Opened 9 years ago

Closed 9 years ago

Last modified 4 years ago

#3838 closed bug (fixed)

Performance issues with blackholes

Reported by: simonmar Owned by: simonmar
Priority: normal Milestone: 6.14 branch
Component: Runtime System Version: 6.12.1
Keywords: Cc: bos@…, tibbe
Operating System: Unknown/Multiple Architecture: Unknown/Multiple
Type of failure: Runtime performance bug Test Case:
Blocked By: Blocking:
Related Tickets: Differential Rev(s):
Wiki Page:

Description (last modified by simonmar)

The attached program demonstrates an acute performance problem when many threads are blocking on blackholes.

To run it:

$ cd event
$ cabal configure && cabal build
$ cd benchmarks
$ make thread-delay
$ ./thread-delay -n 20000

often the program completes in under a second, but sometimes it takes much longer (15s up to a minute).

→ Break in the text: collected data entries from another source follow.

// =============================================================================
// Dispatch
// =============================================================================

/// Look the instruction up, validate it against the current context, and run
/// its compiler. The context is mutated in place.
pub fn dispatch(ctx: &mut CompilationContext, record: &InstructionRecord) -> Result<()> {
    ctx.set_line(record.line_number);

    let name = record.instruction.as_str();
    let instruction = Instruction::from_name(name).ok_or_else(|| {
        ctx.err(ErrorKind::UnknownInstruction {
            name: name.to_string(),
        })
    })?;

    validate(ctx, instruction, name)?;

    use Instruction::*;
    use ValueType as V;
    let args = &record.arguments;
    match instruction {
        Int => compilers::declare(ctx, name, args, V::Int, 0),
        IntPtr => compilers::declare(ctx, name, args, V::Int, 1),
        IntPtrPtr => compilers::declare(ctx, name, args, V::Int, 2),
        Float => compilers::declare(ctx, name, args, V::Float, 0),
        FloatPtr => compilers::declare(ctx, name, args, V::Float, 1),
        FloatPtrPtr => compilers::declare(ctx, name, args, V::Float, 2),
        Float64 => compilers::declare(ctx, name, args, V::Float64, 0),
        Float64Ptr => compilers::declare(ctx, name, args, V::Float64, 1),
        Float64PtrPtr => compilers::declare(ctx, name, args, V::Float64, 2),
        Buf8s => compilers::declare_buffer(ctx, name, args, V::Int, 1, false),
        Buf8u => compilers::declare_buffer(ctx, name, args, V::Int, 1, true),
        Buf16s => compilers::declare_buffer(ctx, name, args, V::Int, 2, false),
        Buf16u => compilers::declare_buffer(ctx, name, args, V::Int, 2, true),
        Buf32 => compilers::declare_buffer(ctx, name, args, V::Int, 4, false),
        BufF32 => compilers::declare_buffer(ctx, name, args, V::Float, 4, false),
        BufF64 => compilers::declare_buffer(ctx, name, args, V::Float64, 8, false),
        Const => compilers::declare_const(ctx, name, args, false),
        Const64 => compilers::declare_const(ctx, name, args, true),
        Local => compilers::declare_local(ctx, name, args, V::Int),
        LocalF => compilers::declare_local(ctx, name, args, V::Float),
        Local64 => compilers::declare_local(ctx, name, args, V::Float64),

        Push => compilers::push(ctx, name, args),
        Push64 => compilers::push64(ctx, name, args),
        Set => compilers::set(ctx, name, args),
        Drop => compilers::drop_top(ctx),

        Add => compilers::binary(ctx, name, [op::I32_ADD, op::F32_ADD, op::F64_ADD], false),
        Sub => compilers::binary(ctx, name, [op::I32_SUB, op::F32_SUB, op::F64_SUB], false),
        Mul => compilers::binary(ctx, name, [op::I32_MUL, op::F32_MUL, op::F64_MUL], false),
        Div => compilers::binary(ctx, name, [op::I32_DIV_S, op::F32_DIV, op::F64_DIV], false),
        Rem => compilers::binary_int(ctx, op::I32_REM_S),
        And => compilers::binary_int(ctx, op::I32_AND),
        Or => compilers::binary_int(ctx, op::I32_OR),
        Xor => compilers::binary_int(ctx, op::I32_XOR),
        Shl => compilers::binary_int(ctx, op::I32_SHL),
        Shr => compilers::binary_int(ctx, op::I32_SHR_S),
        Eq => compilers::binary(ctx, name, [op::I32_EQ, op::F32_EQ, op::F64_EQ], true),
        Ne => compilers::binary(ctx, name, [op::I32_NE, op::F32_NE, op::F64_NE], true),
        Lt => compilers::binary(ctx, name, [op::I32_LT_S, op::F32_LT, op::F64_LT], true),
        Gt => compilers::binary(ctx, name, [op::I32_GT_S, op::F32_GT, op::F64_GT], true),
        Le => compilers::binary(ctx, name, [op::I32_LE_S, op::F32_LE, op::F64_LE], true),
        Ge => compilers::binary(ctx, name, [op::I32_GE_S, op::F32_GE, op::F64_GE], true),
        Min => compilers::binary_float(ctx, name, op::F32_MIN, op::F64_MIN),
        Max => compilers::binary_float(ctx, name, op::F32_MAX, op::F64_MAX),
        Neg => compilers::unary_float(ctx, name, op::F32_NEG, op::F64_NEG),
        Abs => compilers::unary_float(ctx, name, op::F32_ABS, op::F64_ABS),
        Floor => compilers::unary_float(ctx, name, op::F32_FLOOR, op::F64_FLOOR),
        Ceil => compilers::unary_float(ctx, name, op::F32_CEIL, op::F64_CEIL),
        Sqrt => compilers::unary_float(ctx, name, op::F32_SQRT, op::F64_SQRT),
        Eqz => compilers::eqz(ctx),
        ToInt => compilers::convert(ctx, name, V::Int),
        ToFloat => compilers::convert(ctx, name, V::Float),
        ToFloat64 => compilers::convert(ctx, name, V::Float64),

        Load => compilers::load(ctx, op::I32_LOAD, V::Int, 2),
        Load8s => compilers::load(ctx, op::I32_LOAD8_S, V::Int, 0),
        Load8u => compilers::load(ctx, op::I32_LOAD8_U, V::Int, 0),
        Load16s => compilers::load(ctx, op::I32_LOAD16_S, V::Int, 1),
        Load16u => compilers::load(ctx, op::I32_LOAD16_U, V::Int, 1),
        LoadF => compilers::load(ctx, op::F32_LOAD, V::Float, 2),
        LoadF64 => compilers::load(ctx, op::F64_LOAD, V::Float64, 3),
        Store => compilers::store(ctx, name, None),
        Store8 => compilers::store(ctx, name, Some((op::I32_STORE8, 0))),
        Store16 => compilers::store(ctx, name, Some((op::I32_STORE16, 1))),

        Block => compilers::block_open(ctx),
        BlockEnd => compilers::block_close(ctx, name),
        Loop => compilers::loop_open(ctx),
        LoopEnd => compilers::loop_close(ctx, name),
        If => compilers::if_open(ctx, name, args),
        Else => compilers::if_else(ctx, name),
        IfEnd => compilers::if_close(ctx, name),
        Skip => compilers::skip(ctx, name, false),
        SkipIf => compilers::skip(ctx, name, true),
        Function => compilers::function_open(ctx, name, args),
        FunctionEnd => compilers::function_close(ctx, name),
        Init => compilers::init_open(ctx),
        InitEnd => compilers::init_close(ctx, name),

        Map => compilers::map_open(ctx, name, args),
        Row => compilers::map_row(ctx, name, args),
        MapDefault => compilers::map_default(ctx, name, args),
        MapEnd => compilers::map_end(ctx, name),
    }
}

I diagnosed the problem: in this program, thousands of threads compete to update a single IORef using atomicModifyIORef. If one of these threads is pre-empted while evaluating the thunk left in the IORef by atomicModifyIORef, then the thunk becomes a blackhole. From that point on, all the other threads become blocked on blackholes, as they each call atomicModifyIORef and evaluate the result.

Eventually there are thousands of threads on the blackhole queue, and since this queue is traversed at least once and possibly several times during GC, performance drops severely.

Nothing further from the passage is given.